Will there be job losses, given there is likely to be some duplication of some roles?

Westlake: “It is not something that we have been able to plan that far ahead. We are limited to what the CMA allows us to do. We haven’t been able to go to that level of detail yet.”

In the merger announcement, you talk about improving customer experience and launching new products. Can you shed some light on this?

Westlake said: “One obvious way of improving customer experience is right now we know for sure there is an overlap between investors who use Crowdcube and investors who use Seedrs.

“People will have a portfolio on Crowdcube and they will have a portfolio on Seedrs. On one platform clearly you will have a combined portfolio and all of your investments and you will be able to track those investments and they will all be in one platform. So that will be a much easier and much slicker experience for investors.”

Westlake adds: “The other area that is really interesting for both of us is we both had a lot of interest in secondary markets, in creating liquidity for companies and for investors and we both think there is a massive opportunity to deliver fantastic customer experiences in that area. That is definitely an area we will be working on together.”

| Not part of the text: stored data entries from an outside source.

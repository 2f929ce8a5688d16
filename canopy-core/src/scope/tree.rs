//! Scope Tree
//!
//! A scope tree is an arena: one table maps `ScopeId`s to nodes, and a
//! `Scope` is a cheap handle made of the shared tree plus an ID. Parent and
//! child links are IDs into the table, so there are no reference cycles
//! between nodes and a destroyed node is simply absent.
//!
//! # Property lookup
//!
//! Reading a property checks the scope's own properties first, then walks
//! up through its ancestors until the name is found or the walk reaches the
//! root. An isolated scope ends the walk at itself. Writing always sets an
//! own property, shadowing any inherited one.
//!
//! # Locking
//!
//! The table lives behind a `parking_lot::Mutex`. No lock is ever held while
//! user code runs, because listeners are free to call back into any scope
//! API, including structural changes like `new_child` and `destroy`.
//!
//! # Destroyed scopes
//!
//! Handles outlive their nodes. Operations on a destroyed scope are inert:
//! reads return `Undefined`, writes and registrations are dropped, and
//! `apply`/`digest` return `ScopeError::Destroyed`.
//!
//! Closures registered on a scope may capture `Scope` handles. Those keep
//! the tree alive until the owning scope is destroyed, so long-lived
//! applications should destroy scopes they no longer need.

use std::collections::{HashMap, HashSet};
use std::fmt;
use std::sync::Arc;

use indexmap::IndexMap;
use parking_lot::Mutex;

use super::digest::Queues;
use super::error::{ScopeError, ScopeResult};
use super::events::DESTROY_EVENT;
use super::exception::{CallbackError, ExceptionHandler};
use super::listener::{ListenerId, WatchId};
use super::node::{Node, ScopeId};
use super::phase::{Phase, PhaseCell};
use super::scheduler::{default_scheduler, Scheduler};
use crate::config::ScopeConfig;
use crate::value::Value;

/// State shared by every scope in one tree.
pub(crate) struct Tree {
    pub(crate) root: ScopeId,
    nodes: Mutex<HashMap<ScopeId, Node>>,
    pub(crate) phase: PhaseCell,
    pub(crate) queues: Mutex<Queues>,
    pub(crate) config: ScopeConfig,
    pub(crate) scheduler: Arc<dyn Scheduler>,
    pub(crate) exception_handler: ExceptionHandler,
}

impl Tree {
    pub(crate) fn with_node<R>(&self, id: ScopeId, f: impl FnOnce(&Node) -> R) -> Option<R> {
        self.nodes.lock().get(&id).map(f)
    }

    pub(crate) fn with_node_mut<R>(
        &self,
        id: ScopeId,
        f: impl FnOnce(&mut Node) -> R,
    ) -> Option<R> {
        self.nodes.lock().get_mut(&id).map(f)
    }

    pub(crate) fn contains(&self, id: ScopeId) -> bool {
        self.nodes.lock().contains_key(&id)
    }

    pub(crate) fn report(&self, error: &CallbackError, context: &str) {
        self.exception_handler.handle(error, context);
    }

    pub(crate) fn remove_watch(&self, scope: ScopeId, watch: WatchId) {
        let removed = self.with_node_mut(scope, |node| {
            let idx = node.watches.iter().position(|w| w.id() == watch)?;
            Some(node.watches.remove(idx))
        });
        if let Some(Some(watch)) = removed {
            watch.deactivate();
        }
    }

    pub(crate) fn remove_listener(&self, scope: ScopeId, name: &str, listener: ListenerId) {
        let removed = self.with_node_mut(scope, |node| {
            let list = node.listeners.get_mut(name)?;
            let idx = list.iter().position(|l| l.id() == listener)?;
            let removed = list.remove(idx);
            if list.is_empty() {
                node.listeners.shift_remove(name);
            }
            Some(removed)
        });
        if let Some(Some(listener)) = removed {
            listener.deactivate();
        }
    }

    /// Flag `id` and every descendant as destroying, under one lock.
    ///
    /// Returns the scopes flagged by this call, or `None` if `id` is gone or
    /// already destroying. Subtrees already being destroyed are left out.
    fn mark_destroying(&self, id: ScopeId) -> Option<HashSet<ScopeId>> {
        let mut nodes = self.nodes.lock();
        match nodes.get(&id) {
            Some(node) if !node.destroying => {}
            _ => return None,
        }

        let mut marked = HashSet::new();
        let mut stack = vec![id];
        while let Some(current) = stack.pop() {
            let Some(node) = nodes.get_mut(&current) else {
                continue;
            };
            if node.destroying {
                continue;
            }
            node.destroying = true;
            marked.insert(current);
            stack.extend(node.children.iter().copied());
        }
        Some(marked)
    }

    /// Unlink `id` from its parent and remove it and its descendants in
    /// `marked` from the table.
    ///
    /// A descendant outside `marked` belongs to a destroy still in progress
    /// and is left for that call to remove.
    fn detach_subtree(&self, id: ScopeId, marked: &HashSet<ScopeId>) -> Vec<(ScopeId, Node)> {
        let mut nodes = self.nodes.lock();

        let parent = match nodes.get(&id) {
            Some(node) => node.parent,
            None => return Vec::new(),
        };
        if let Some(parent) = parent.and_then(|p| nodes.get_mut(&p)) {
            parent.remove_child(id);
        }

        let mut removed = Vec::new();
        let mut stack = vec![id];
        while let Some(current) = stack.pop() {
            if !marked.contains(&current) {
                continue;
            }
            if let Some(node) = nodes.remove(&current) {
                stack.extend(node.children.iter().rev().copied());
                removed.push((current, node));
            }
        }
        removed
    }
}

/// Handle to one scope in a tree.
///
/// Cloning a handle is cheap and yields the same scope.
#[derive(Clone)]
pub struct Scope {
    tree: Arc<Tree>,
    id: ScopeId,
}

/// Builder for a root scope.
pub struct ScopeBuilder {
    config: ScopeConfig,
    scheduler: Option<Arc<dyn Scheduler>>,
    exception_handler: ExceptionHandler,
}

impl ScopeBuilder {
    /// Tree configuration, normalized on the way in.
    pub fn config(mut self, config: ScopeConfig) -> Self {
        self.config = config.normalized();
        self
    }

    /// Scheduler for deferred digests. Defaults to [`default_scheduler`].
    pub fn scheduler(mut self, scheduler: Arc<dyn Scheduler>) -> Self {
        self.scheduler = Some(scheduler);
        self
    }

    /// Sink for errors raised by callbacks anywhere in the tree.
    pub fn exception_handler(mut self, handler: ExceptionHandler) -> Self {
        self.exception_handler = handler;
        self
    }

    /// Create the tree and return its root scope.
    pub fn build(self) -> Scope {
        let root = ScopeId::new();
        let mut nodes = HashMap::new();
        nodes.insert(root, Node::root());

        let tree = Tree {
            root,
            nodes: Mutex::new(nodes),
            phase: PhaseCell::default(),
            queues: Mutex::new(Queues::default()),
            config: self.config,
            scheduler: self.scheduler.unwrap_or_else(default_scheduler),
            exception_handler: self.exception_handler,
        };

        tracing::debug!(scope = %root, digest_ttl = tree.config.digest_ttl, "root scope created");

        Scope {
            tree: Arc::new(tree),
            id: root,
        }
    }
}

impl Scope {
    /// Start building a new tree.
    pub fn builder() -> ScopeBuilder {
        ScopeBuilder {
            config: ScopeConfig::default(),
            scheduler: None,
            exception_handler: ExceptionHandler::default(),
        }
    }

    /// A new tree with default configuration.
    pub fn new_root() -> Self {
        Self::builder().build()
    }

    pub(crate) fn from_parts(tree: Arc<Tree>, id: ScopeId) -> Scope {
        Scope { tree, id }
    }

    pub(crate) fn tree(&self) -> &Arc<Tree> {
        &self.tree
    }

    /// Handle to another scope in the same tree.
    pub(crate) fn sibling_handle(&self, id: ScopeId) -> Scope {
        Scope {
            tree: self.tree.clone(),
            id,
        }
    }

    /// This scope's ID, unique across trees.
    pub fn id(&self) -> ScopeId {
        self.id
    }

    pub fn is_root(&self) -> bool {
        self.id == self.tree.root
    }

    /// The root of this scope's tree.
    pub fn root(&self) -> Scope {
        self.sibling_handle(self.tree.root)
    }

    /// The parent scope. `None` for the root and for destroyed scopes.
    pub fn parent(&self) -> Option<Scope> {
        self.tree
            .with_node(self.id, |node| node.parent)
            .flatten()
            .map(|id| self.sibling_handle(id))
    }

    /// Live children in creation order.
    pub fn children(&self) -> Vec<Scope> {
        self.child_ids()
            .into_iter()
            .map(|id| self.sibling_handle(id))
            .collect()
    }

    pub(crate) fn child_ids(&self) -> Vec<ScopeId> {
        self.tree
            .with_node(self.id, |node| node.children.clone())
            .unwrap_or_default()
    }

    /// Whether property lookup stops at this scope.
    pub fn is_isolate(&self) -> bool {
        self.tree
            .with_node(self.id, |node| node.isolate)
            .unwrap_or(false)
    }

    pub fn is_destroyed(&self) -> bool {
        !self.tree.contains(self.id)
    }

    pub(crate) fn ensure_alive(&self) -> ScopeResult<()> {
        if self.is_destroyed() {
            return Err(ScopeError::Destroyed(self.id));
        }
        Ok(())
    }

    /// The phase the tree is in, if any.
    pub fn phase(&self) -> Option<Phase> {
        self.tree.phase.current()
    }

    /// Configuration shared by the whole tree.
    pub fn config(&self) -> &ScopeConfig {
        &self.tree.config
    }

    pub fn exception_handler(&self) -> &ExceptionHandler {
        &self.tree.exception_handler
    }

    /// Run scheduled work that waits on the host, such as the digests
    /// queued by `defer` and `apply_async` on a tree built outside a Tokio
    /// runtime. Returns how many jobs ran.
    pub fn run_scheduled(&self) -> usize {
        self.tree.scheduler.run_ready()
    }

    /// Create a child scope, appended after any existing children.
    ///
    /// An isolated child does not inherit its parent's properties. Creating a
    /// child of a destroyed scope returns a handle that is already destroyed.
    pub fn new_child(&self, isolate: bool) -> Scope {
        let id = ScopeId::new();
        let attached = {
            let mut nodes = self.tree.nodes.lock();
            match nodes.get_mut(&self.id) {
                Some(parent) if !parent.destroying => {
                    parent.add_child(id);
                    nodes.insert(id, Node::child(self.id, isolate));
                    true
                }
                _ => false,
            }
        };

        if attached {
            tracing::debug!(scope = %id, parent = %self.id, isolate, "scope created");
        } else {
            tracing::trace!(parent = %self.id, "child of destroyed scope requested");
        }

        self.sibling_handle(id)
    }

    /// Read a property, following the inheritance chain.
    pub fn get(&self, name: &str) -> Value {
        let nodes = self.tree.nodes.lock();
        let mut current = self.id;
        loop {
            let Some(node) = nodes.get(&current) else {
                return Value::Undefined;
            };
            if let Some(value) = node.properties.get(name) {
                return value.clone();
            }
            match node.parent {
                Some(parent) if !node.isolate => current = parent,
                _ => return Value::Undefined,
            }
        }
    }

    /// Read a dotted path such as `user.tags.0`.
    ///
    /// The first segment is looked up like [`Scope::get`]; the rest index
    /// into the resulting value.
    pub fn get_path(&self, path: &str) -> Value {
        let mut segments = path.split('.');
        let Some(first) = segments.next() else {
            return Value::Undefined;
        };
        segments.fold(self.get(first), |value, key| value.get_key(key))
    }

    /// Set an own property.
    pub fn set(&self, name: impl Into<String>, value: impl Into<Value>) {
        let name = name.into();
        let stored = self
            .tree
            .with_node_mut(self.id, |node| {
                node.properties.insert(name.clone(), value.into());
            })
            .is_some();
        if !stored {
            tracing::trace!(scope = %self.id, property = %name, "write to destroyed scope ignored");
        }
    }

    /// Remove an own property, returning its value.
    pub fn remove(&self, name: &str) -> Option<Value> {
        self.tree
            .with_node_mut(self.id, |node| node.properties.shift_remove(name))
            .flatten()
    }

    pub fn has_own(&self, name: &str) -> bool {
        self.tree
            .with_node(self.id, |node| node.properties.contains_key(name))
            .unwrap_or(false)
    }

    /// Names of own properties in insertion order.
    pub fn own_keys(&self) -> Vec<String> {
        self.tree
            .with_node(self.id, |node| node.properties.keys().cloned().collect())
            .unwrap_or_default()
    }

    /// Snapshot of own properties.
    pub fn own_properties(&self) -> IndexMap<String, Value> {
        self.tree
            .with_node(self.id, |node| node.properties.clone())
            .unwrap_or_default()
    }

    /// Destroy this scope and its whole subtree.
    ///
    /// `$destroy` is broadcast first so listeners anywhere in the subtree
    /// can release external resources. Then every node in the subtree is
    /// removed along with its watches, listeners and pending tasks, and this
    /// scope is unlinked from its parent.
    ///
    /// Each scope hears `$destroy` once. Calling `destroy` on any scope of a
    /// subtree already being destroyed, including from a `$destroy`
    /// listener, does nothing.
    pub fn destroy(&self) {
        let Some(marked) = self.tree.mark_destroying(self.id) else {
            return;
        };

        self.broadcast_within(DESTROY_EVENT, Value::Undefined, &marked);

        let removed = self.tree.detach_subtree(self.id, &marked);
        for (_, node) in &removed {
            node.deactivate();
        }

        let ids: HashSet<ScopeId> = removed.iter().map(|(id, _)| *id).collect();
        let discarded = self.tree.queues.lock().discard(&ids);

        tracing::debug!(
            scope = %self.id,
            removed = removed.len(),
            discarded_tasks = discarded.len(),
            "scope destroyed"
        );

        // Dropped outside every lock: captured handles may run Drop code
        drop(discarded);
        drop(removed);
    }
}

impl PartialEq for Scope {
    fn eq(&self, other: &Self) -> bool {
        Arc::ptr_eq(&self.tree, &other.tree) && self.id == other.id
    }
}

impl Eq for Scope {}

impl fmt::Debug for Scope {
    fn fmt(&self, f: &mut fmt::Formatter<'_>) -> fmt::Result {
        f.debug_struct("Scope")
            .field("id", &self.id)
            .field("root", &self.is_root())
            .field("destroyed", &self.is_destroyed())
            .finish()
    }
}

Kelisky adds: “The other dimension is in bringing the two businesses together and the scale of both businesses that come to us and investors. It then enables partnerships that wouldn’t otherwise be possible to be a much stronger part of the fintech ecosystem who want access to those businesses or to those investors in terms of providing services."

Have you got a new name for the business?

Westlake said: “No, not yet. We haven’t decided yet. We haven’t got any ideas on that.”

By merging Crowdcube and Seedrs, won’t it make the funding market for new businesses less competitive?

Kelisky said: “Not at all. The market place overall in the UK for private is over £12bn. We represent two per cent of that together. So, we’re still small in the world of private company investing in the UK.”

“Our goal here is really around trying to by being one platform be much more valuable to the investor base.”

Westlake adds: ‘We lose a lot of business to our competitors that are not Seedrs. So to funds and to VC and to angels. And there is not a day that goes by where we don’t lose a company that we are speaking to who goes off and raises money elsewhere."

“That happens to us all the time and it is very difficult for us to compete with VCs and funds. Entrepreneurs have a bunch of different options to raise money in lots of different ways."

Seedrs lost around £4m in the year ending December 2018. Will you make a profit in the year ending December 2019? Crowdcube lost around £2.6m in the year ending September 2019. What will Crowdcube's figures be like this year?

Kelisky said: “We will still be loss-making.”

Westlake said: “We are still finishing off the numbers for the year so we don’t have them at the moment.”